*** Opening of Data extract ***
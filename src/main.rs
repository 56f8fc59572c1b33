use anyhow::{Context, Result};
use clap::{Parser, Subcommand};
use colored::Colorize;
use dotenv::dotenv;
use policy_rag::api;
use policy_rag::commands::{self, document, CommandHandler, Flow};
use policy_rag::config::Settings;
use policy_rag::llm::RagEngine;
use rustyline::error::ReadlineError;
use rustyline::history::DefaultHistory;
use rustyline::Editor;
use std::net::SocketAddr;
use std::path::PathBuf;
use std::sync::Arc;
use tokio::net::TcpListener;
use tracing::Level;

#[derive(Parser, Debug, Clone)]
#[command(author, version, about = "Answer policy questions from an indexed handbook", long_about = None)]
struct Args {
    /// Log debug output
    #[arg(short, long, global = true)]
    verbose: bool,

    #[arg(long, global = true)]
    index_dir: Option<PathBuf>,

    #[arg(long, global = true)]
    chunks_dir: Option<PathBuf>,

    #[arg(long, global = true)]
    top_k: Option<usize>,

    #[command(subcommand)]
    command: Command,
}

#[derive(Subcommand, Debug, Clone)]
enum Command {
    /// Split a compiled handbook into filtered source files
    Prepare {
        input: PathBuf,
        #[arg(long, default_value = "data/sources")]
        out_dir: PathBuf,
    },
    /// Chunk source files into the chunk store
    Chunk {
        #[arg(default_value = "data/sources")]
        sources_dir: PathBuf,
        /// Continue numbering after the chunks already stored
        #[arg(long)]
        append: bool,
    },
    /// Embed stored chunks and write the index pair
    Index,
    /// Show the chunks closest to a question
    Search { question: String },
    /// Answer one question
    Ask { question: String },
    /// Interactive question loop
    Chat,
    /// Run the HTTP API
    Serve {
        #[arg(long, default_value = "8000")]
        port: u16,
    },
}

#[tokio::main]
async fn main() -> Result<()> {
    colored::control::set_override(true);

    dotenv().ok();

    let args = Args::parse();
    init_tracing(args.verbose);

    let mut settings = Settings::from_env();
    if let Some(dir) = &args.index_dir {
        settings.index_dir = dir.clone();
    }
    if let Some(dir) = &args.chunks_dir {
        settings.chunks_dir = dir.clone();
    }
    if let Some(top_k) = args.top_k {
        settings.top_k = top_k;
    }

    match args.command {
        Command::Prepare { input, out_dir } => {
            document::prepare(&input, &out_dir)?;
        }
        Command::Chunk { sources_dir, append } => {
            document::chunk(&sources_dir, &settings, append)?;
        }
        Command::Index => document::index(&settings).await?,
        Command::Search { question } => {
            let engine = loaded_engine(&settings)?;
            let hits = engine.search(&question, settings.top_k).await?;
            commands::print_hits(&hits);
        }
        Command::Ask { question } => {
            let engine = loaded_engine(&settings)?;
            commands::print_answer(&engine.answer(&question).await);
        }
        Command::Chat => run_chat(loaded_engine(&settings)?).await?,
        Command::Serve { port } => run_api_server(settings, port).await?,
    }

    Ok(())
}

fn init_tracing(verbose: bool) {
    let level = if verbose {
        Level::DEBUG
    } else {
        std::env::var("RAG_LOG")
            .ok()
            .and_then(|v| v.parse::<Level>().ok())
            .unwrap_or(Level::INFO)
    };
    tracing_subscriber::fmt()
        .with_max_level(level)
        .with_target(false)
        .init();
}

fn loaded_engine(settings: &Settings) -> Result<Arc<RagEngine>> {
    let engine = RagEngine::from_settings(settings)?
        .loaded()
        .with_context(|| {
            format!(
                "Failed to load index from {}; run `policy-rag index` first",
                settings.index_dir.display()
            )
        })?;
    Ok(Arc::new(engine))
}

async fn run_chat(engine: Arc<RagEngine>) -> Result<()> {
    let mut command_handler = CommandHandler::new(engine);

    if let Err(e) = command_handler.handle_command("help").await {
        println!("{}", e.red());
    }

    let mut rl = Editor::<(), DefaultHistory>::new()?;

    loop {
        match rl.readline("👤 ") {
            Ok(line) => {
                let input = line.trim();
                let _ = rl.add_history_entry(input);

                match command_handler.handle_command(input).await {
                    Ok(Flow::Exit) => break,
                    Ok(Flow::Continue) => {}
                    Err(e) => println!("{}", e.red()),
                }
            }
            Err(ReadlineError::Interrupted) => {
                println!("CTRL-C");
                break;
            }
            Err(ReadlineError::Eof) => {
                println!("CTRL-D");
                break;
            }
            Err(err) => {
                println!("Error: {:?}", err);
                break;
            }
        }
    }
    Ok(())
}

async fn run_api_server(settings: Settings, port: u16) -> Result<()> {
    let addr = SocketAddr::from(([0, 0, 0, 0], port));

    let engine = loaded_engine(&settings)?;
    let app = api::create_api(engine, Arc::new(settings));

    let listener = TcpListener::bind(&addr)
        .await
        .with_context(|| format!("Failed to bind to {}", addr))?;

    tracing::info!("API server listening on {}", addr);

    axum::serve(listener, app).await.context("Server error")?;

    Ok(())
}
*** Close of Data extract ***
**Exercise directions**
Once you have read the listing, retype it in full, word for word.

**Answer box**
filename src/main.rs
repository 56f8fc59572c1b33
use anyhow::{Context, Result};
use clap::{Parser, Subcommand};
use colored::Colorize;
use dotenv::dotenv;
use policy_rag::api;
use policy_rag::commands::{self, document, CommandHandler, Flow};
use policy_rag::config::Settings;
use policy_rag::llm::RagEngine;
use rustyline::error::ReadlineError;
use rustyline::history::DefaultHistory;
use rustyline::Editor;
use std::net::SocketAddr;
use std::path::PathBuf;
use std::sync::Arc;
use tokio::net::TcpListener;
use tracing::Level;

#[derive(Parser, Debug, Clone)]
#[command(author, version, about = "Answer policy questions from an indexed handbook", long_about = None)]
struct Args {
    /// Log debug output
    #[arg(short, long, global = true)]
    verbose: bool,

    #[arg(long, global = true)]
    index_dir: Option<PathBuf>,

    #[arg(long, global = true)]
    chunks_dir: Option<PathBuf>,

    #[arg(long, global = true)]
    top_k: Option<usize>,

    #[command(subcommand)]
    command: Command,
}

#[derive(Subcommand, Debug, Clone)]
enum Command {
    /// Split a compiled handbook into filtered source files
    Prepare {
        input: PathBuf,
        #[arg(long, default_value = "data/sources")]
        out_dir: PathBuf,
    },
    /// Chunk source files into the chunk store
    Chunk {
        #[arg(default_value = "data/sources")]
        sources_dir: PathBuf,
        /// Continue numbering after the chunks already stored
        #[arg(long)]
        append: bool,
    },
    /// Embed stored chunks and write the index pair
    Index,
    /// Show the chunks closest to a question
    Search { question: String },
    /// Answer one question
    Ask { question: String },
    /// Interactive question loop
    Chat,
    /// Run the HTTP API
    Serve {
        #[arg(long, default_value = "8000")]
        port: u16,
    },
}

#[tokio::main]
async fn main() -> Result<()> {
    colored::control::set_override(true);

    dotenv().ok();

    let args = Args::parse();
    init_tracing(args.verbose);

    let mut settings = Settings::from_env();
    if let Some(dir) = &args.index_dir {
        settings.index_dir = dir.clone();
    }
    if let Some(dir) = &args.chunks_dir {
        settings.chunks_dir = dir.clone();
    }
    if let Some(top_k) = args.top_k {
        settings.top_k = top_k;
    }

    match args.command {
        Command::Prepare { input, out_dir } => {
            document::prepare(&input, &out_dir)?;
        }
        Command::Chunk { sources_dir, append } => {
            document::chunk(&sources_dir, &settings, append)?;
        }
        Command::Index => document::index(&settings).await?,
        Command::Search { question } => {
            let engine = loaded_engine(&settings)?;
            let hits = engine.search(&question, settings.top_k).await?;
            commands::print_hits(&hits);
        }
        Command::Ask { question } => {
            let engine = loaded_engine(&settings)?;
            commands::print_answer(&engine.answer(&question).await);
        }
        Command::Chat => run_chat(loaded_engine(&settings)?).await?,
        Command::Serve { port } => run_api_server(settings, port).await?,
    }

    Ok(())
}

fn init_tracing(verbose: bool) {
    let level = if verbose {
        Level::DEBUG
    } else {
        std::env::var("RAG_LOG")
            .ok()
            .and_then(|v| v.parse::<Level>().ok())
            .unwrap_or(Level::INFO)
    };
    tracing_subscriber::fmt()
        .with_max_level(level)
        .with_target(false)
        .init();
}

fn loaded_engine(settings: &Settings) -> Result<Arc<RagEngine>> {
    let engine = RagEngine::from_settings(settings)?
        .loaded()
        .with_context(|| {
            format!(
                "Failed to load index from {}; run `policy-rag index` first",
                settings.index_dir.display()
            )
        })?;
    Ok(Arc::new(engine))
}

async fn run_chat(engine: Arc<RagEngine>) -> Result<()> {
    let mut command_handler = CommandHandler::new(engine);

    if let Err(e) = command_handler.handle_command("help").await {
        println!("{}", e.red());
    }

    let mut rl = Editor::<(), DefaultHistory>::new()?;

    loop {
        match rl.readline("👤 ") {
            Ok(line) => {
                let input = line.trim();
                let _ = rl.add_history_entry(input);

                match command_handler.handle_command(input).await {
                    Ok(Flow::Exit) => break,
                    Ok(Flow::Continue) => {}
                    Err(e) => println!("{}", e.red()),
                }
            }
            Err(ReadlineError::Interrupted) => {
                println!("CTRL-C");
                break;
            }
            Err(ReadlineError::Eof) => {
                println!("CTRL-D");
                break;
            }
            Err(err) => {
                println!("Error: {:?}", err);
                break;
            }
        }
    }
    Ok(())
}

async fn run_api_server(settings: Settings, port: u16) -> Result<()> {
    let addr = SocketAddr::from(([0, 0, 0, 0], port));

    let engine = loaded_engine(&settings)?;
    let app = api::create_api(engine, Arc::new(settings));

    let listener = TcpListener::bind(&addr)
        .await
        .with_context(|| format!("Failed to bind to {}", addr))?;

    tracing::info!("API server listening on {}", addr);

    axum::serve(listener, app).await.context("Server error")?;

    Ok(())
}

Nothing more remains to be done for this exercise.